Ed Edmunds: That was back in 1978. I was going to college here in Greeley and I was painting masks for a little bit of extra money and went to a costume contest at the college and lost to a guy in a mask that I had painted. So I thought well, I'll just make a mask or a whole costume that'll win these costume contests. So I started right away in November. I sculpted a full head mask and then showed it to this costume store that I'd been painting the masks for; they really had crummy masks back in the day. So he wanted to know if I could make them for his store, and I said well, yeah, so he started selling them and it just turned into a business. I've been doing it for 33 years now.
Do you have a favorite animatronic that you've made?
Probably the thing I liked the most that we've made is the Shake N Bake Electric Chair. It's a guy on an electric chair. It's all metal; it's a really industrially crafted thing and he smokes and screams and shakes violently. I mean he startles people when he goes off. They think he's gonna wiggle or something. Oh no, it's like "POW POW" and it's just very very violent. Essentially that product was the catalyst that changed the whole haunted house industry from a charity-driven small industry to for-profit, big haunted houses. They discovered if they invested in this device at first and later in the attraction itself and other animatronics that there was big money in it. Until the electric chair, and I think that was '95, nobody had done a dark, violent animatronic. They were always like, theme park stuff: little whimsical characters. Well to have a guy getting fried in an electric chair and screaming and smoking, there'd never been anything like that.

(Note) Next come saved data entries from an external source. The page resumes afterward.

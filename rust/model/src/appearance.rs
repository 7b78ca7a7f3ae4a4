// This Source Code Form is subject to the terms of the Mozilla Public
// License, v. 2.0. If a copy of the MPL was not distributed with this
// file, You can obtain one at https://mozilla.org/MPL/2.0/.

//! Per-theme appearance records attached to polygons.

/// Reference to a texture image, as declared in a CityGML appearance.
///
/// The URL is relative to the model file unless absolute; resolving it
/// against the import search paths is the importer's job.
#[derive(Debug, Clone, PartialEq, Eq)]
pub struct TextureRef {
    url: String,
}

impl TextureRef {
    pub fn new(url: impl Into<String>) -> Self {
        Self { url: url.into() }
    }

    /// Image URL as written in the source file.
    #[inline]
    pub fn url(&self) -> &str {
        &self.url
    }
}

/// X3D-style surface material record from a CityGML appearance.
///
/// Colors are linear RGB in `[0, 1]`; `shininess`, `ambient_intensity` and
/// `transparency` are scalars in `[0, 1]` per the CityGML schema.
#[derive(Debug, Clone, PartialEq)]
pub struct SurfaceMaterial {
    pub diffuse: [f32; 3],
    pub specular: [f32; 3],
    pub emissive: [f32; 3],
    pub shininess: f32,
    pub ambient_intensity: f32,
    pub transparency: f32,
}

impl Default for SurfaceMaterial {
    fn default() -> Self {
        // Schema defaults for an X3D material
        Self {
            diffuse: [0.8, 0.8, 0.8],
            specular: [1.0, 1.0, 1.0],
            emissive: [0.0, 0.0, 0.0],
            shininess: 0.2,
            ambient_intensity: 0.2,
            transparency: 0.0,
        }
    }
}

How did the show get from the Missoula-based company that produced it, Warm Spring Productions, to the Travel Channel?
The people in Missoula are the nicest people you could ever meet, and they're not in New York, they're not in Hollywood. They're in Missoula, Montana. And when they went to the networks, they're probably thinking "Turkeys. This is a flyover state, what could they possibly have?" When they showed it, and they put it in, they said it was funny to watch them because they'd be leaned back and they'd start to lean forward and they'd start to laugh and they'd start to "Wow." I think one or two of them told him it was the best thing they'd seen in over a year and everybody wanted to buy it. Even Animal Planet! I said "What possible use could this be to Animal Planet?" He said "Well, you make creatures." They would use that loose tie in! Everybody wanted it.
What attracts you about Halloween and scary creatures?I guess I've always loved monsters. When most people are like, "Ooh, that monster's scary," I actually related to the monsters. I wanted to be the monsters. I thought the monsters were cool. There's probably some kind of stupid psychological stuff going on like, who knows, I like the idea of being powerful or smart or who knows what kind of stuff goes on in a kid's mind. It was probably just in my DNA. I was probably just supposed to do this.